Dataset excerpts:
....................

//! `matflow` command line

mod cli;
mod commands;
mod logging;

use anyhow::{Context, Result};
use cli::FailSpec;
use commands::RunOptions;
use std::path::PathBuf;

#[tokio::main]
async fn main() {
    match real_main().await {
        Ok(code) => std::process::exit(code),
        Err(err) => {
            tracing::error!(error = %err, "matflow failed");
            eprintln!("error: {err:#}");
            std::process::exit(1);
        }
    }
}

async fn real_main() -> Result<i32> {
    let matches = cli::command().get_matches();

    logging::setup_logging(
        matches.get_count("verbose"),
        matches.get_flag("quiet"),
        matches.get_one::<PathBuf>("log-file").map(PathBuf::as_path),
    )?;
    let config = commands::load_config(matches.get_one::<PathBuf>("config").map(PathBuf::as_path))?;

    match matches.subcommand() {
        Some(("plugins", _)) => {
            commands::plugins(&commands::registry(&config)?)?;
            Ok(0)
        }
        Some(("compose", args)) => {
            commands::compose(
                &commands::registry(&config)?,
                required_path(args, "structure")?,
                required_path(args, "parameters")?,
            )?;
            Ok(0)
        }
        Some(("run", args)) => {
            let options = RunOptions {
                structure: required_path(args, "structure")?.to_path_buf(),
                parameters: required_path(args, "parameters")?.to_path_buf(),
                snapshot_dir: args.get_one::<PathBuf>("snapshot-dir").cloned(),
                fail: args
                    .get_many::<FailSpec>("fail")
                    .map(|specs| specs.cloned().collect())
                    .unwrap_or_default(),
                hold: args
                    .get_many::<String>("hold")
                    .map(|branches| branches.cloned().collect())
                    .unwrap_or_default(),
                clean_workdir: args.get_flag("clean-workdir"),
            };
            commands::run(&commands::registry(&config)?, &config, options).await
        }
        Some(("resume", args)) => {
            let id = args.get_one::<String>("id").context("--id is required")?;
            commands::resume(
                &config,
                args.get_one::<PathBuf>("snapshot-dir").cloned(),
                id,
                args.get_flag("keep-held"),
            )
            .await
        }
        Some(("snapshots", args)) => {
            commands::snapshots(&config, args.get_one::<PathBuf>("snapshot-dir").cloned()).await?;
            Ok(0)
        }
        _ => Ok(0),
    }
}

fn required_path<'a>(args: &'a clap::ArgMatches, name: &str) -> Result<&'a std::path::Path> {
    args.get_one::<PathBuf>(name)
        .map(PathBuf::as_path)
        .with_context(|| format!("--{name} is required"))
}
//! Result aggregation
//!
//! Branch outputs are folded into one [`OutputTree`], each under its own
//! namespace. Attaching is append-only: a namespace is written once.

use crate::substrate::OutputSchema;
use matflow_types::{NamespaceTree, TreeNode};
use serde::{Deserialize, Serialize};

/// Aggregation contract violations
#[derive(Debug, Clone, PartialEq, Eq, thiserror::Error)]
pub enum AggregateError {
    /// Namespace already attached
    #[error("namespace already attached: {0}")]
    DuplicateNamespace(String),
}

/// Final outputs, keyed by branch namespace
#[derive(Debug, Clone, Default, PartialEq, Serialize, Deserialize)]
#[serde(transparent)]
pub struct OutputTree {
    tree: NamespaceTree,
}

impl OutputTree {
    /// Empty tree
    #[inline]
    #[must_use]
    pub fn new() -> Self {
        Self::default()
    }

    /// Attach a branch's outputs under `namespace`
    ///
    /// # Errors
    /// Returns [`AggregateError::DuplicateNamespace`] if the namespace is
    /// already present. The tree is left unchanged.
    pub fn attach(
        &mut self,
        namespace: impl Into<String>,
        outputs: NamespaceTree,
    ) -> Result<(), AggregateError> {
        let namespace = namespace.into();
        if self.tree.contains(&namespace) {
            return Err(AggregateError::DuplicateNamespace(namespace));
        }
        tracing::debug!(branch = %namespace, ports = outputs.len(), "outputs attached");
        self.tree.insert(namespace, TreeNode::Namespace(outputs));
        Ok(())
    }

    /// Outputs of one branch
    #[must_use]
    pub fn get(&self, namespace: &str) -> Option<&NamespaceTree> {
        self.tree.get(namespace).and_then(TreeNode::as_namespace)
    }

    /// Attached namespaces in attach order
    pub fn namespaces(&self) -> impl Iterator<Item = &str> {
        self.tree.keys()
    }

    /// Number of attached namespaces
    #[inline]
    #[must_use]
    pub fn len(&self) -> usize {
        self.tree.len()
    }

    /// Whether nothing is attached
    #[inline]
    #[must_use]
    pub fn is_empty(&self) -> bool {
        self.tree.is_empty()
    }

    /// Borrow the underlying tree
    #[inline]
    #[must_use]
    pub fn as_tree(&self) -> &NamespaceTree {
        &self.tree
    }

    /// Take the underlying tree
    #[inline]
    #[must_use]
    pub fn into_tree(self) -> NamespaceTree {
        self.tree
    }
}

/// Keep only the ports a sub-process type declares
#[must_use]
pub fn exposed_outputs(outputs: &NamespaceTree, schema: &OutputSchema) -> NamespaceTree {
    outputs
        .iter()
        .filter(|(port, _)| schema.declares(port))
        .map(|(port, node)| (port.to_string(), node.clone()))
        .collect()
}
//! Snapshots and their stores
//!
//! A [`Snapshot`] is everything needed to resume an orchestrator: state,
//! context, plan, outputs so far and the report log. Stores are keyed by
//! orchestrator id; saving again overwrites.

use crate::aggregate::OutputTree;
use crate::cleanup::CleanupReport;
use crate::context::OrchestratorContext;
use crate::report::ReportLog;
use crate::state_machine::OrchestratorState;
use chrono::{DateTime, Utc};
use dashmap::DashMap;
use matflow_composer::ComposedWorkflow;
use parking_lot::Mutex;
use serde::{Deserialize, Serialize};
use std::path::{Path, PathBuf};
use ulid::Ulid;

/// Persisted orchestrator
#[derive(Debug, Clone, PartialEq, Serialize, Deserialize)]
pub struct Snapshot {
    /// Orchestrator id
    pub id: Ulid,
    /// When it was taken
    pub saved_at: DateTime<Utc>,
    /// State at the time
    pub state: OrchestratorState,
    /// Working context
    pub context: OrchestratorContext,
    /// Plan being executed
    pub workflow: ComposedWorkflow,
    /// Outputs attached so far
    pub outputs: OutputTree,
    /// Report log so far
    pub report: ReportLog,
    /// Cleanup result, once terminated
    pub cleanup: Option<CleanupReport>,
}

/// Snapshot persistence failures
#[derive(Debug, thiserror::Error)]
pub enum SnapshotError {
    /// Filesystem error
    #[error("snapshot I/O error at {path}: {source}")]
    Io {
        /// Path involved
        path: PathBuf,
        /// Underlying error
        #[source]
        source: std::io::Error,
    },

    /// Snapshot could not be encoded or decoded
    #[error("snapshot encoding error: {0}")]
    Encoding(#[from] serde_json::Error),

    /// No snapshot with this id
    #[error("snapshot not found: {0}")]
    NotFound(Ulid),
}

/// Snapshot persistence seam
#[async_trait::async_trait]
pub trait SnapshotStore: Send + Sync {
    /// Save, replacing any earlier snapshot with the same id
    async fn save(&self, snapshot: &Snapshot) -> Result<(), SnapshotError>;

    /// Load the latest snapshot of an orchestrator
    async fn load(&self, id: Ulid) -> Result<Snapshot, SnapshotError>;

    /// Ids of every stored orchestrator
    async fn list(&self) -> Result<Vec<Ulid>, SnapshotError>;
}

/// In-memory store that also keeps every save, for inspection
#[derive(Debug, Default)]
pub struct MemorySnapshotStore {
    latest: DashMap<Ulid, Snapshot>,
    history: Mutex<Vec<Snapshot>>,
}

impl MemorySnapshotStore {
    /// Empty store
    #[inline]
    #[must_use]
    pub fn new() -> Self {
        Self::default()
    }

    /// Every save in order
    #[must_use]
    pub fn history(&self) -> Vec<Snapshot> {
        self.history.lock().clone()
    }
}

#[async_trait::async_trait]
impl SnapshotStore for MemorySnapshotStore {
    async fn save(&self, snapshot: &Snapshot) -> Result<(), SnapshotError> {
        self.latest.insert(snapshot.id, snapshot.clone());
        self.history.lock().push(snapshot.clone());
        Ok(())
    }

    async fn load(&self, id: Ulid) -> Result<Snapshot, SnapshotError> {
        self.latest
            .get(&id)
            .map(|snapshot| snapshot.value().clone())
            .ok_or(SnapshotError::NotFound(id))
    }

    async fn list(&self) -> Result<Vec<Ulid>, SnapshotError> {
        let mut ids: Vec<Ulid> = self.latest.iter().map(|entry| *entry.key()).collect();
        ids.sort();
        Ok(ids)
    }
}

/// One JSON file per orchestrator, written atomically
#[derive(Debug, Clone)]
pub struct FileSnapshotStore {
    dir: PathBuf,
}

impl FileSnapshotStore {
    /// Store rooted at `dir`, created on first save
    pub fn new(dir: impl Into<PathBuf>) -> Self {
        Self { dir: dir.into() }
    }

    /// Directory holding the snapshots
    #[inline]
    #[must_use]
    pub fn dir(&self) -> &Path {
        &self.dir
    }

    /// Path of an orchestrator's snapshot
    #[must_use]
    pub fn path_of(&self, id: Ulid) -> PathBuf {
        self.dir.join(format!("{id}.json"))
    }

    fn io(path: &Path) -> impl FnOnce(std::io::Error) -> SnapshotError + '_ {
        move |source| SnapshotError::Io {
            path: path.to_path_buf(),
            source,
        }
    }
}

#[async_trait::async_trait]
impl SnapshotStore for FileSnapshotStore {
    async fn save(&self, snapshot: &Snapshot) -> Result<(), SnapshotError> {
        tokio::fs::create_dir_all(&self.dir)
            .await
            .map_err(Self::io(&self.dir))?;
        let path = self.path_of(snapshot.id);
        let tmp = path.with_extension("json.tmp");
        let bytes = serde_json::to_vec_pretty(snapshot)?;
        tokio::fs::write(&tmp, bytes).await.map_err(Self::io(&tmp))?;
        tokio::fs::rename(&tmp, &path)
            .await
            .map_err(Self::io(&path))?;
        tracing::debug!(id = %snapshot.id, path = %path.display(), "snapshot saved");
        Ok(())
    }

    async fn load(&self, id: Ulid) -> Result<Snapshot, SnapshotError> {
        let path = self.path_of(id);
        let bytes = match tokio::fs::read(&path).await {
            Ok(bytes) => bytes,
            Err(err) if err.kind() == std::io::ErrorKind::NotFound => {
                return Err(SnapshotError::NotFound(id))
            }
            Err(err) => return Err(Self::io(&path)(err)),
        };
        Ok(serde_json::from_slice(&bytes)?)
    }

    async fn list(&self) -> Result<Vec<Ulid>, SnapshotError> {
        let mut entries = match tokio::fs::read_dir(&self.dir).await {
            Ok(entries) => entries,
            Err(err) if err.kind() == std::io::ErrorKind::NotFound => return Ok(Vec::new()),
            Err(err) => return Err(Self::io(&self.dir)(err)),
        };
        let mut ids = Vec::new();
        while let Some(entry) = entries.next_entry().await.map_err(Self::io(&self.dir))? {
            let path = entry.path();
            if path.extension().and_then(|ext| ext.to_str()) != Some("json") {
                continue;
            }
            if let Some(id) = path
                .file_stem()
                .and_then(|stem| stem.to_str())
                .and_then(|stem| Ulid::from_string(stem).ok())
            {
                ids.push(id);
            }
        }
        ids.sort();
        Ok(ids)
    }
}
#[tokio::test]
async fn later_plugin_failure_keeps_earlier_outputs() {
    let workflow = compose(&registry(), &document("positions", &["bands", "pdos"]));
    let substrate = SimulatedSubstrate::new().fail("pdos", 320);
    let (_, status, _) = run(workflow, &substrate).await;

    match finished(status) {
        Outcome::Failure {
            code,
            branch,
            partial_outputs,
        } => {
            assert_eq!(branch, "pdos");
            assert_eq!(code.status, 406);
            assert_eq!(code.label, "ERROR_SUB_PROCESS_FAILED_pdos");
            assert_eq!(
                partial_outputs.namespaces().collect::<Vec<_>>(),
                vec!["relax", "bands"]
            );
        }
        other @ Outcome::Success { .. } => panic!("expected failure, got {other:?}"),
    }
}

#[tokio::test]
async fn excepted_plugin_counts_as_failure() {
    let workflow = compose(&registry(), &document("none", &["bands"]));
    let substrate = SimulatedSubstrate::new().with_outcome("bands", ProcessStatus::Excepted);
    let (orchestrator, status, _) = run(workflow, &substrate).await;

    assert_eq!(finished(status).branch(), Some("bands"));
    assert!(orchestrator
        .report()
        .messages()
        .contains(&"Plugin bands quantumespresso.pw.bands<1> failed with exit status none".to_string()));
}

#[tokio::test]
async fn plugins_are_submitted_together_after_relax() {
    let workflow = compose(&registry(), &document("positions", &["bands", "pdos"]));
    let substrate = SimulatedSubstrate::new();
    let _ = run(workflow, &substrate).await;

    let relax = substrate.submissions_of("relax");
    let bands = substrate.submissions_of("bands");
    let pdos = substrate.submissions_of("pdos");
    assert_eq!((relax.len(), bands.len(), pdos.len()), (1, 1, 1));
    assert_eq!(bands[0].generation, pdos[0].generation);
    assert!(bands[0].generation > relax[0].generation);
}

....................

Could you return every line from the entries above in which the string "ports" occurs?

        tracing::debug!(branch = %namespace, ports = outputs.len(), "outputs attached");
/// Keep only the ports a sub-process type declares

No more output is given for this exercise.